GOAL OF THE EXERCISE: Scan the entries below for the string "None" and copy every line where it turns up.

*-*-*

//! Host entry point bundling upload, retrieval, presign and cleanup.

use crate::{
    CirrusSettings, DeletionCoordinator, PresignedUrlIssuer, ThumbnailRenderer, ThumbnailService,
};
use chrono::{DateTime, Utc};
use cirrus_cache::{Resolution, RetrievalCache, RetrievalCacheConfig};
use cirrus_error::{CirrusError, CirrusResult};
use cirrus_storage::{
    AttachmentRecord, BackendRegistry, KeyCodec, RecordId, UploadOutcome, UploadPipeline,
    UploadRequest,
};
use std::path::PathBuf;
use std::sync::Arc;
use std::time::Duration;
use tokio::io::AsyncRead;

/// Everything a host application calls from its attachment lifecycle hooks.
///
/// # Example
///
/// ```no_run
/// use cirrus::{CirrusSettings, CloudAttachments};
/// use cirrus_storage::StoredObject;
///
/// # async fn example() -> cirrus_error::CirrusResult<()> {
/// let attachments = CloudAttachments::from_settings(&CirrusSettings::load()?);
///
/// let mut record = StoredObject::new(42, "report.pdf", chrono::Utc::now());
/// attachments.finalize(&mut record, &b"%PDF-1.7"[..]).await?;
///
/// match attachments.direct_download_url(&record, None).await {
///     Some(url) => println!("Redirect to {}", url),
///     None => println!("Serve {}", attachments.resolve(&record).await.display()),
/// }
/// # Ok(())
/// # }
/// ```
#[derive(Debug, Clone)]
pub struct CloudAttachments {
    registry: Arc<BackendRegistry>,
    pipeline: UploadPipeline,
    cache: Arc<RetrievalCache>,
    issuer: PresignedUrlIssuer,
    coordinator: DeletionCoordinator,
    thumbnails: Option<ThumbnailService>,
}

impl CloudAttachments {
    /// Wire every component to one registry and cache.
    pub fn new(registry: Arc<BackendRegistry>, cache_config: RetrievalCacheConfig) -> Self {
        let cache = Arc::new(RetrievalCache::new(cache_config, Arc::clone(&registry)));
        Self {
            pipeline: UploadPipeline::new(Arc::clone(&registry)),
            issuer: PresignedUrlIssuer::new(Arc::clone(&registry)),
            coordinator: DeletionCoordinator::new(Arc::clone(&registry), Arc::clone(&cache)),
            thumbnails: None,
            registry,
            cache,
        }
    }

    /// Build from loaded settings.
    pub fn from_settings(settings: &CirrusSettings) -> Self {
        Self::new(Arc::new(settings.registry()), settings.cache().clone())
    }

    /// Enable thumbnails rendered by `renderer` under `root`.
    pub fn with_thumbnails(
        mut self,
        root: impl Into<PathBuf>,
        renderer: Arc<dyn ThumbnailRenderer>,
    ) -> Self {
        self.thumbnails = Some(ThumbnailService::new(
            root,
            renderer,
            Arc::clone(&self.cache),
        ));
        self
    }

    /// Backend registry.
    pub fn registry(&self) -> &Arc<BackendRegistry> {
        &self.registry
    }

    /// Retrieval cache.
    pub fn cache(&self) -> &Arc<RetrievalCache> {
        &self.cache
    }

    /// Store `content` for `record` and write the outcome onto it.
    ///
    /// Re-uploading a stored record keeps its key and drops stale cache entries.
    ///
    /// # Errors
    ///
    /// Propagates every upload failure; nothing is written to the record then.
    pub async fn finalize<R>(
        &self,
        record: &mut impl AttachmentRecord,
        content: R,
    ) -> CirrusResult<UploadOutcome>
    where
        R: AsyncRead + Unpin + Send,
    {
        let replacing = !record.encoded_key().is_empty();
        let outcome = self
            .pipeline
            .finalize(content, &UploadRequest::for_record(&*record))
            .await?;
        record.apply_upload(&outcome);

        if replacing && let Err(e) = self.cache.purge(record.id()).await {
            tracing::warn!(record_id = record.id(), error = %e, "Failed to purge replaced content");
        }
        Ok(outcome)
    }

    /// Readable local path for `record`.
    pub async fn resolve(&self, record: &impl AttachmentRecord) -> PathBuf {
        self.cache.resolve(record).await
    }

    /// Resolve `record`, reporting how its path was obtained.
    pub async fn resolve_entry(&self, record: &impl AttachmentRecord) -> Resolution {
        self.cache.resolve_entry(record).await
    }

    /// URL to redirect the client to, or `None` to stream the bytes instead.
    pub async fn direct_download_url(
        &self,
        record: &impl AttachmentRecord,
        ttl: Option<Duration>,
    ) -> Option<String> {
        self.issuer.issue(record, ttl).await
    }

    /// Clean up after `record` is destroyed. Never fails.
    pub async fn on_destroy(&self, record: &impl AttachmentRecord) {
        self.coordinator.on_destroy(record).await
    }

    /// Delete the cloud object behind `encoded_key` without a record. Never fails.
    pub async fn delete_object(&self, encoded_key: &str, created_at: DateTime<Utc>) {
        self.coordinator.on_destroy_key(encoded_key, created_at).await
    }

    /// Whether `record`'s content can be served, without downloading it.
    #[tracing::instrument(skip(self, record), fields(record_id = record.id()))]
    pub async fn readable(&self, record: &impl AttachmentRecord) -> bool {
        if !KeyCodec::is_cloud(record.encoded_key()) {
            return tokio::fs::metadata(self.cache.local_path(record))
                .await
                .map(|m| m.is_file())
                .unwrap_or(false);
        }
        if self.cache.lookup(record).await.is_some() {
            return true;
        }

        let decoded = KeyCodec::decode(record.encoded_key());
        let kind = *decoded.kind();
        let check = async {
            let config = self.registry.get_config(kind)?;
            let client = self.registry.get_client(kind).await?;
            let physical_key = decoded.physical_key(config.path_prefix(), record.created_at());
            let exists = client.exists(&physical_key).await?;
            Ok::<_, CirrusError>(exists)
        };
        match check.await {
            Ok(exists) => exists,
            Err(e) => {
                tracing::warn!(error = %e, "Readability check failed");
                false
            }
        }
    }

    /// Drop cached copies of `record_id`'s content.
    pub async fn purge(&self, record_id: RecordId) -> CirrusResult<()> {
        self.cache.purge(record_id).await
    }

    /// Thumbnail of `record`, if thumbnails are enabled and the content allows it.
    pub async fn thumbnail(
        &self,
        record: &impl AttachmentRecord,
        size: Option<u32>,
    ) -> Option<PathBuf> {
        match &self.thumbnails {
            Some(service) => service.thumbnail(record, size).await,
            None => None,
        }
    }
}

*-*-*

EXPECTED ANSWER:
/// match attachments.direct_download_url(&record, None).await {
///     None => println!("Serve {}", attachments.resolve(&record).await.display()),
            thumbnails: None,
    /// URL to redirect the client to, or `None` to stream the bytes instead.
            None => None,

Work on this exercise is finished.